## The data
BEGIN

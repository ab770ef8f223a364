//! Title search.

use crate::data::Issue;

/// Case-insensitive substring match on the issue title.
///
/// Content is not searched. An empty query matches everything.
pub fn matches_text(issue: &Issue, query: &str) -> bool {
    if query.is_empty() {
        return true;
    }
    issue.title.to_lowercase().contains(&query.to_lowercase())
}

#[cfg(test)]
mod tests {
    use super::*;

    fn titled(title: &str, content: &str) -> Issue {
        Issue {
            id: 1,
            title: title.to_string(),
            content: content.to_string(),
            author_id: 1,
            assignees: vec![],
            labels: vec![],
            milestone: None,
            is_open: true,
        }
    }

    #[test]
    fn test_case_insensitive() {
        assert!(matches_text(&titled("Bug report", ""), "bug"));
        assert!(matches_text(&titled("bug report", ""), "REPORT"));
    }

    #[test]
    fn test_content_not_searched() {
        assert!(!matches_text(&titled("Crash", "a nasty bug"), "bug"));
    }

    #[test]
    fn test_empty_query_matches() {
        assert!(matches_text(&titled("Anything", ""), ""));
    }
}
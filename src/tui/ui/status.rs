//! Header, scope tabs, status bar and help popup.

use super::layout::{fit_lines_to_area, popup_rect, truncate_with_ellipsis};
use crate::filter::Scope;
use crate::tui::App;
use ratatui::{
    layout::Rect,
    style::{Color, Modifier, Style},
    text::{Line, Span},
    widgets::{Block, Borders, Clear, Paragraph},
    Frame,
};

/// Keyboard shortcuts for the help popup.
pub fn keyboard_shortcuts() -> Vec<&'static str> {
    vec![
        "",
        "  Navigation",
        "  ──────────",
        "  j/k, ↑/↓     Move up/down",
        "  gg           Go to top",
        "  G            Go to bottom",
        "  Tab          Switch Open/Closed",
        "",
        "  Search",
        "  ──────",
        "  /            Search titles",
        "  Tab          Next scope (while typing)",
        "  1-4, [ ]     Pick scope",
        "  Enter        Keep results",
        "  Esc          Dismiss search and reset filters",
        "",
        "  Actions",
        "  ───────",
        "  x            Close / reopen issue",
        "  f            Filter menu",
        "  r            Refresh",
        "",
        "  Edit mode",
        "  ─────────",
        "  e            Toggle edit mode",
        "  Space        Select issue",
        "  a            Select All / Deselect All",
        "  c            Close selected",
        "",
    ]
}

/// Draw the top bar: app name, tab, login state and spinner, or the search bar.
pub fn draw_header(f: &mut Frame, app: &App, area: Rect) {
    let block = Block::default()
        .borders(Borders::ALL)
        .border_style(Style::default().fg(Color::DarkGray));

    let line = if app.search_active {
        let cursor = if app.search_typing { "█" } else { "" };
        let style = if app.search_typing {
            Style::default().fg(Color::Yellow)
        } else {
            Style::default().fg(Color::White)
        };
        Line::from(vec![
            Span::styled(" / ", Style::default().fg(Color::Cyan)),
            Span::styled(format!("{}{}", app.filter.search_text, cursor), style),
        ])
    } else {
        let login = match app.logged_in {
            Some(true) => Span::styled(" ● online ", Style::default().fg(Color::Green)),
            Some(false) => Span::styled(" ○ logged out ", Style::default().fg(Color::Red)),
            None => Span::styled(" … ", Style::default().fg(Color::DarkGray)),
        };
        let filtered = if app.filter.is_narrowing() {
            Span::styled(" ▼ filtered ", Style::default().fg(Color::Magenta))
        } else {
            Span::raw("")
        };
        let spinner = if app.is_loading {
            format!(" {}", app.spinner_char())
        } else {
            String::new()
        };
        Line::from(vec![
            Span::styled(
                " issuedeck ",
                Style::default()
                    .fg(Color::Cyan)
                    .add_modifier(Modifier::BOLD),
            ),
            Span::styled(
                format!("[{}] ", app.status.label()),
                Style::default().fg(Color::White),
            ),
            login,
            filtered,
            Span::styled(spinner, Style::default().fg(Color::Yellow)),
        ])
    };

    f.render_widget(Paragraph::new(line).block(block), area);
}

/// Draw the scope tabs shown under the search bar.
pub fn draw_scope_tabs(f: &mut Frame, app: &App, area: Rect) {
    let mut spans = vec![Span::raw(" ")];

    for (i, scope) in Scope::ALL.iter().enumerate() {
        let is_active = app.filter.scope == Some(*scope);
        let style = if is_active {
            Style::default()
                .fg(Color::Cyan)
                .add_modifier(Modifier::BOLD | Modifier::UNDERLINED)
        } else {
            Style::default().fg(Color::DarkGray)
        };
        spans.push(Span::styled(format!(" {} {} ", i + 1, scope.title()), style));
        if i + 1 < Scope::ALL.len() {
            spans.push(Span::styled(" │ ", Style::default().fg(Color::DarkGray)));
        }
    }

    if app.is_waiting_on_comments() {
        spans.push(Span::styled(
            format!("  {} loading comments", app.spinner_char()),
            Style::default().fg(Color::Yellow),
        ));
    }

    f.render_widget(Paragraph::new(Line::from(spans)), area);
}

/// Draw the status bar at the bottom of the screen.
pub fn draw_status_bar(f: &mut Frame, app: &App, area: Rect) {
    let width = area.width as usize;

    let status = if let Some(err) = &app.error_message {
        Span::styled(
            truncate_with_ellipsis(&format!(" {}", err), width),
            Style::default().fg(Color::Red),
        )
    } else if app.search_typing {
        let text = if width >= 55 {
            " Type to search | Tab: scope | Enter: confirm | Esc: dismiss "
        } else {
            " Enter:confirm Esc:dismiss "
        };
        Span::styled(text, Style::default().fg(Color::Yellow))
    } else if app.edit.is_editing() {
        let action = app.edit.select_action_label();
        let close = if app.edit.close_enabled() {
            "c: Close selected"
        } else {
            "c: (nothing selected)"
        };
        let text = if width >= 60 {
            format!(" Space: select | a: {} | {} | e: done ", action, close)
        } else {
            format!(" a: {} | e: done ", action)
        };
        Span::styled(text, Style::default().fg(Color::Magenta))
    } else {
        let text = if width >= 90 {
            " j/k: nav | Tab: open/closed | x: close/reopen | /: search | f: filter | e: edit | ?: help "
        } else if width >= 50 {
            " j/k Tab x / f e ? "
        } else {
            " ? help "
        };
        Span::styled(text, Style::default().fg(Color::DarkGray))
    };

    f.render_widget(Paragraph::new(Line::from(status)), area);
}

pub fn draw_help_popup(f: &mut Frame) {
    let area = popup_rect(60, 80, 40, 12, f.area());
    f.render_widget(Clear, area);

    let mut lines: Vec<Line> = keyboard_shortcuts().into_iter().map(Line::from).collect();
    lines.push(Line::from(Span::styled(
        "  Esc: Close",
        Style::default().fg(Color::DarkGray),
    )));

    let block = Block::default()
        .title(" Help ")
        .borders(Borders::ALL)
        .border_style(Style::default().fg(Color::Cyan));
    let inner = block.inner(area);
    let lines = fit_lines_to_area(lines, inner, 1);
    let paragraph = Paragraph::new(lines)
        .block(block)
        .style(Style::default().fg(Color::White));

    f.render_widget(paragraph, area);
}
//! Comment authors per issue, loaded ahead of the Commented scope.

use crate::data::{Comment, Issue, IssueId, UserId};
use std::collections::{HashMap, HashSet};

/// Who commented on which issue.
///
/// An issue missing from the index has not been loaded yet, which is
/// different from an issue with no comments.
#[derive(Debug, Clone, Default)]
pub struct CommentIndex {
    authors: HashMap<IssueId, HashSet<UserId>>,
}

impl CommentIndex {
    pub fn insert(&mut self, issue: IssueId, comments: &[Comment]) {
        self.authors
            .insert(issue, comments.iter().map(|c| c.author_id).collect());
    }

    pub fn is_loaded(&self, issue: IssueId) -> bool {
        self.authors.contains_key(&issue)
    }

    /// `None` while the comments of `issue` are unknown.
    pub fn has_commented(&self, issue: IssueId, user: UserId) -> Option<bool> {
        self.authors.get(&issue).map(|authors| authors.contains(&user))
    }

    /// Ids of issues whose comments still need fetching, in list order.
    pub fn missing(&self, issues: &[Issue]) -> Vec<IssueId> {
        issues
            .iter()
            .map(|i| i.id)
            .filter(|id| !self.is_loaded(*id))
            .collect()
    }

    pub fn clear(&mut self) {
        self.authors.clear();
    }

    pub fn len(&self) -> usize {
        self.authors.len()
    }

    pub fn is_empty(&self) -> bool {
        self.authors.is_empty()
    }
}

#[cfg(test)]
mod tests {
    use super::*;

    fn comment(author: UserId) -> Comment {
        Comment {
            id: author,
            author_id: author,
            content: String::new(),
            created_at: None,
        }
    }

    #[test]
    fn test_empty_comment_list_is_loaded() {
        let mut index = CommentIndex::default();
        assert_eq!(index.has_commented(1, 5), None);

        index.insert(1, &[]);
        assert!(index.is_loaded(1));
        assert_eq!(index.has_commented(1, 5), Some(false));
    }

    #[test]
    fn test_reinsert_replaces_authors() {
        let mut index = CommentIndex::default();
        index.insert(1, &[comment(5), comment(6)]);
        assert_eq!(index.has_commented(1, 6), Some(true));

        index.insert(1, &[comment(5)]);
        assert_eq!(index.has_commented(1, 6), Some(false));
        assert_eq!(index.len(), 1);
    }
}
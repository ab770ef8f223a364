//! Scope buckets relative to the current user.

use super::comments::CommentIndex;
use crate::data::{Issue, UserId};
use std::fmt;
use std::str::FromStr;

#[derive(Debug, Clone, Copy, PartialEq, Eq, Hash, Default)]
pub enum Scope {
    /// Every issue on the current tab
    #[default]
    All,
    /// Issues the current user wrote
    Created,
    /// Issues assigned to the current user
    Assigned,
    /// Issues the current user commented on
    Commented,
}

impl Scope {
    pub const ALL: [Scope; 4] = [Scope::All, Scope::Created, Scope::Assigned, Scope::Commented];

    pub fn title(&self) -> &'static str {
        match self {
            Self::All => "All",
            Self::Created => "Created",
            Self::Assigned => "Assigned",
            Self::Commented => "Commented",
        }
    }

    /// Position in the scope tab bar
    pub fn index(&self) -> usize {
        match self {
            Self::All => 0,
            Self::Created => 1,
            Self::Assigned => 2,
            Self::Commented => 3,
        }
    }

    pub fn next(&self) -> Self {
        Self::ALL[(self.index() + 1) % Self::ALL.len()]
    }

    pub fn prev(&self) -> Self {
        Self::ALL[(self.index() + Self::ALL.len() - 1) % Self::ALL.len()]
    }
}

impl fmt::Display for Scope {
    fn fmt(&self, f: &mut fmt::Formatter<'_>) -> fmt::Result {
        f.write_str(self.title())
    }
}

impl FromStr for Scope {
    type Err = String;

    fn from_str(s: &str) -> Result<Self, Self::Err> {
        Self::ALL
            .into_iter()
            .find(|scope| scope.title().eq_ignore_ascii_case(s.trim()))
            .ok_or_else(|| format!("unknown scope '{}' (all, created, assigned, commented)", s))
    }
}

/// Result of checking one issue against a scope.
#[derive(Debug, Clone, Copy, PartialEq, Eq)]
pub enum ScopeMatch {
    Match,
    NoMatch,
    /// Comment data for the issue has not arrived yet
    Pending,
}

impl From<bool> for ScopeMatch {
    fn from(matched: bool) -> Self {
        if matched {
            Self::Match
        } else {
            Self::NoMatch
        }
    }
}

/// Check an issue against a scope.
///
/// `None` means no scope tab is selected and hides everything.
pub fn matches_scope(
    issue: &Issue,
    scope: Option<Scope>,
    current_user: UserId,
    comments: &CommentIndex,
) -> ScopeMatch {
    let Some(scope) = scope else {
        return ScopeMatch::NoMatch;
    };

    match scope {
        Scope::All => ScopeMatch::Match,
        Scope::Created => (issue.author_id == current_user).into(),
        Scope::Assigned => {
            if issue.assignees.is_empty() {
                return ScopeMatch::NoMatch;
            }
            issue.is_assigned_to(current_user).into()
        }
        Scope::Commented => match comments.has_commented(issue.id, current_user) {
            Some(commented) => commented.into(),
            None => ScopeMatch::Pending,
        },
    }
}
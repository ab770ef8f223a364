//! Issue list filtering.
//!
//! The filtered view is always recomputed from the fetched issues, the
//! current [`FilterState`] and the comment index; nothing here mutates the
//! fetched list. Predicates combine with AND:
//!
//! - scope (All / Created / Assigned / Commented)
//! - title search
//! - per-category selection (author, label, milestone, assignee)

pub mod comments;
pub mod scope;
pub mod search;
pub mod selection;

pub use comments::CommentIndex;
pub use scope::{matches_scope, Scope, ScopeMatch};
pub use search::matches_text;
pub use selection::{Category, CategorySelection};

use crate::data::{Issue, IssueId, UserId};

/// Shown in place of the list when nothing passes the filters
pub const EMPTY_STATE_TEXT: &str = "No results matched your search.";

/// Everything the user has chosen to narrow the issue list.
#[derive(Debug, Clone, PartialEq, Eq)]
pub struct FilterState {
    pub scope: Option<Scope>,
    pub selection: CategorySelection,
    pub search_text: String,
}

impl Default for FilterState {
    fn default() -> Self {
        Self {
            scope: Some(Scope::All),
            selection: CategorySelection::default(),
            search_text: String::new(),
        }
    }
}

impl FilterState {
    pub fn reset(&mut self) {
        *self = Self::default();
    }

    /// Whether any predicate can drop an issue.
    pub fn is_narrowing(&self) -> bool {
        self.scope != Some(Scope::All) || !self.search_text.is_empty() || self.selection.is_active()
    }

    /// Toggle a category selection. Returns the new selection for it.
    pub fn toggle(&mut self, category: Category, id: u64) -> Option<u64> {
        self.selection.toggle(category, id)
    }
}

/// Result of one pass of the pipeline.
#[derive(Debug, Clone, Default, PartialEq, Eq)]
pub struct FilterOutcome {
    /// Indices into the fetched issue list, in list order
    pub indices: Vec<usize>,
    /// Issues that pass every other predicate but wait on comment data
    pub pending: Vec<IssueId>,
}

impl FilterOutcome {
    pub fn is_complete(&self) -> bool {
        self.pending.is_empty()
    }

    pub fn len(&self) -> usize {
        self.indices.len()
    }

    pub fn is_empty(&self) -> bool {
        self.indices.is_empty()
    }
}

/// Check a single issue against every active predicate.
pub fn evaluate(
    issue: &Issue,
    state: &FilterState,
    current_user: UserId,
    comments: &CommentIndex,
) -> ScopeMatch {
    if !matches_text(issue, &state.search_text) || !state.selection.matches(issue) {
        return ScopeMatch::NoMatch;
    }
    matches_scope(issue, state.scope, current_user, comments)
}

/// Derive the filtered view of `issues`.
pub fn apply(
    issues: &[Issue],
    state: &FilterState,
    current_user: UserId,
    comments: &CommentIndex,
) -> FilterOutcome {
    let mut outcome = FilterOutcome::default();

    for (idx, issue) in issues.iter().enumerate() {
        match evaluate(issue, state, current_user, comments) {
            ScopeMatch::Match => outcome.indices.push(idx),
            ScopeMatch::Pending => outcome.pending.push(issue.id),
            ScopeMatch::NoMatch => {}
        }
    }

    outcome
}

/// Convenience for callers that want the issues rather than indices.
pub fn select<'a>(issues: &'a [Issue], outcome: &FilterOutcome) -> Vec<&'a Issue> {
    outcome
        .indices
        .iter()
        .filter_map(|&idx| issues.get(idx))
        .collect()
}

END

## Work instruction
Working through the records, copy each line in which the word "usize" appears.

## Exercise solution
    let width = area.width as usize;
    pub fn len(&self) -> usize {
    pub fn index(&self) -> usize {
    pub indices: Vec<usize>,
    pub fn len(&self) -> usize {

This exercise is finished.